Stage 3: SLIP CASING HANGER Step 1: Retrieve Wear Bushing 1. Drill the section to required depth. 2. Make up drill pipe to combination tool and lower it through BOP stack. 3. According the marks, when the combination tool in the CHH, slowly lower the combination tool till it seems to be supported by wear bushing. 4. Rotate the combination tool clockwise until the drill pipe drops approximately 4.5”. This indicates the lift ears of combination tool geared into the slots of wear bushing. 5. Slack off all weight to make sure the combination tool is seated down and rotate the combination tool clockwise 1/4 turn to engage the lift ears of combination tool fully into the slots of wear bushing. 6. Check to ensure all tie down screws have been retracted. 7. Slowly lift the combination tool and wear bushing through BOP stack. 8. Release the wear bushing with combination tool.

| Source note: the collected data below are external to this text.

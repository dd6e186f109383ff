//! seeded synthetic survey for demonstrations and tests.
//!
//! respondents are drawn uniformly over income group, mode, trip purpose and
//! frequency of use. fares, stated WTP, times and comfort come from
//! income-specific ranges, then MRT and Leguna trips are adjusted (MRT:
//! fare x1.8, travel time x0.6, comfort at least 4; Leguna: fare x0.7,
//! travel time x1.2, comfort at most 2).
use crate::model::{IncomeGroup, SurveyError, SurveyRecord, SurveyRow, TransportMode, TripPurpose};
use kdam::tqdm;
use rand::{rngs::StdRng, Rng, SeedableRng};
use std::{ops::Range, ops::RangeInclusive, path::Path};

pub const DEFAULT_RESPONDENTS: usize = 500;
pub const DEFAULT_SEED: u64 = 42;

const MODES: [TransportMode; 3] = [TransportMode::Bus, TransportMode::Mrt, TransportMode::Leguna];
const PURPOSES: [TripPurpose; 3] = [TripPurpose::Work, TripPurpose::School, TripPurpose::Leisure];
const FREQUENCIES: [&str; 3] = ["Daily", "Weekly", "Occasional"];
const ZONES: RangeInclusive<u32> = 1..=20;

/// value ranges drawn for one income group
struct IncomeProfile {
    fare: Range<f64>,
    wtp: Range<f64>,
    travel_time: Range<f64>,
    wait_time: Range<f64>,
    comfort: RangeInclusive<u8>,
}

fn profile(group: IncomeGroup) -> IncomeProfile {
    match group {
        IncomeGroup::Low => IncomeProfile {
            fare: 20.0..60.0,
            wtp: 30.0..80.0,
            travel_time: 30.0..90.0,
            wait_time: 5.0..25.0,
            comfort: 1..=3,
        },
        IncomeGroup::Mid => IncomeProfile {
            fare: 40.0..100.0,
            wtp: 60.0..120.0,
            travel_time: 20.0..70.0,
            wait_time: 3.0..20.0,
            comfort: 2..=4,
        },
        IncomeGroup::High => IncomeProfile {
            fare: 60.0..120.0,
            wtp: 100.0..200.0,
            travel_time: 15.0..50.0,
            wait_time: 2.0..15.0,
            comfort: 3..=5,
        },
    }
}

/// draws `respondents` survey records. the same seed always yields the same records.
pub fn generate_survey(respondents: usize, seed: u64) -> Vec<SurveyRecord> {
    let mut rng = StdRng::seed_from_u64(seed);
    tqdm!(0..respondents, desc = "generate survey")
        .map(|i| generate_record(&mut rng, i + 1))
        .collect()
}

fn generate_record(rng: &mut StdRng, id: usize) -> SurveyRecord {
    let income_group = IncomeGroup::ALL[rng.random_range(0..IncomeGroup::ALL.len())];
    let mode = MODES[rng.random_range(0..MODES.len())];
    let trip_purpose = PURPOSES[rng.random_range(0..PURPOSES.len())];
    let frequency = FREQUENCIES[rng.random_range(0..FREQUENCIES.len())];

    let p = profile(income_group);
    let mut fare = rng.random_range(p.fare);
    let wtp = rng.random_range(p.wtp);
    let mut travel_time = rng.random_range(p.travel_time);
    let wait_time = rng.random_range(p.wait_time);
    let mut comfort = rng.random_range(p.comfort);

    match mode {
        TransportMode::Mrt => {
            fare *= 1.8;
            travel_time *= 0.6;
            comfort = comfort.max(4);
        }
        TransportMode::Leguna => {
            fare *= 0.7;
            travel_time *= 1.2;
            comfort = comfort.min(2);
        }
        _ => {}
    }

    SurveyRecord {
        respondent_id: id.to_string(),
        mode,
        origin_taz: Some(format!("Z{}", rng.random_range(ZONES))),
        destination_taz: Some(format!("Z{}", rng.random_range(ZONES))),
        income_group,
        trip_purpose,
        frequency_of_use: Some(frequency.to_string()),
        travel_time: round2(travel_time),
        fare: round2(fare),
        wait_time: round2(wait_time),
        comfort,
        wtp: round2(wtp),
        wtp_lower_fare: rng.random_bool(0.5),
        wtp_higher_comfort: rng.random_bool(0.5),
    }
}

fn round2(x: f64) -> f64 {
    (x * 100.0).round() / 100.0
}

/// writes records as a survey CSV file with the standard column layout
pub fn write_survey<P: AsRef<Path>>(path: P, records: &[SurveyRecord]) -> Result<(), SurveyError> {
    let name = path.as_ref().to_string_lossy().to_string();
    let mut writer =
        csv::Writer::from_path(path.as_ref()).map_err(|e| SurveyError::WriteError(name.clone(), e))?;
    for record in records.iter() {
        writer
            .serialize(SurveyRow::from(record))
            .map_err(|e| SurveyError::WriteError(name.clone(), e))?;
    }
    writer.flush()?;
    Ok(())
}

#[cfg(test)]
mod tests {
    use super::*;
    use crate::io::{read_survey, SurveyReaderOptions};

    #[test]
    fn test_same_seed_same_survey() {
        let a = generate_survey(50, 7);
        let b = generate_survey(50, 7);
        assert_eq!(a, b);
        let c = generate_survey(50, 8);
        assert_ne!(a, c);
    }

    #[test]
    fn test_mode_adjustments() {
        for r in generate_survey(300, DEFAULT_SEED) {
            match r.mode {
                TransportMode::Mrt => assert!(r.comfort >= 4),
                TransportMode::Leguna => assert!(r.comfort <= 2),
                _ => assert!(r.fare >= 20.0 && r.fare <= 120.0),
            }
            assert!(r.wtp > 0.0);
        }
    }

    #[test]
    fn test_written_survey_reads_back() {
        let records = generate_survey(40, DEFAULT_SEED);
        let path = std::env::temp_dir().join(format!(
            "farewell-sample-{}-{}.csv",
            std::process::id(),
            DEFAULT_SEED
        ));
        write_survey(&path, &records).expect("write should succeed");
        let (ds, summary) =
            read_survey(&path, &SurveyReaderOptions::default()).expect("read should succeed");
        let _ = std::fs::remove_file(&path);
        assert_eq!(summary.rows_kept, 40);
        assert_eq!(ds.records(), records.as_slice());
    }
}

Stage 3: SLIP CASING HANGER Step 2: Slip Casing Hanger Clean out CHH. 1.Make up drill pipe to clean-out tool 2.Run the clean-out tool through BOP stack into CHH 3.Jet a high-pressure water to clean the bowl of CHH.

Stage 3: SLIP CASING HANGER Step 2: Slip Casing Hanger Prepare Before running Slip Casing Hanger.. 1.Mark on the casing circle on the basis of the top head face of the casing head housing, lift up the casing about 200mm above the marking.. 2.Clean and inspect surface of casing circle and surface of casing head housing inner bore, make sure that there is not any defect, then coat the butter on the inner bore. 3.Fold the two board on the casing, and then put it on the top head face of casing head housing. 4.Clean the casing hanger which have been removable in advanced, put it on the Ha Fu board and fasten the Ha Fu studs symmetrically. 5.Tight down the slip properly, lift the casing appropriately, ensure it is in the same with the casing head housing, and then remove the Ha Fu board. 6.Slowly put down the casing hanger, meanwhile pay attention to the change of the hook, when the hanging load is reduced to 0, fix the hook and hang the casing to wait for the cementing of the casing.

Stage 3: SLIP CASING HANGER Step 2: Slip Casing Hanger Prepare Before running Slip Casing Hanger.. 7.When the casing is cementing, slowly low down the hook, If the casing hanger is seated on the shoulder successfully, remove the elevator and BOP. 8.Mark on the 150mm of the casing above the basis of head face of casing head housing. 9.Cut down the casing with gas cutting, then polish the top head face of the casing head housing with manual rasping machine, ensure the corner is 30°×10 chamfer. 10.Clean and inspect the ring groove and ring gasket of casing head top head face, ensure that there is not any defect then coated the butter on the ring groove, clean the ring gasket then put it into the ring groove. 11.Top up the hydraulic oil in the cavity of casing head housing, which is helpful for the as below pressure testing job, mean wile coat the butter on the surface of casing.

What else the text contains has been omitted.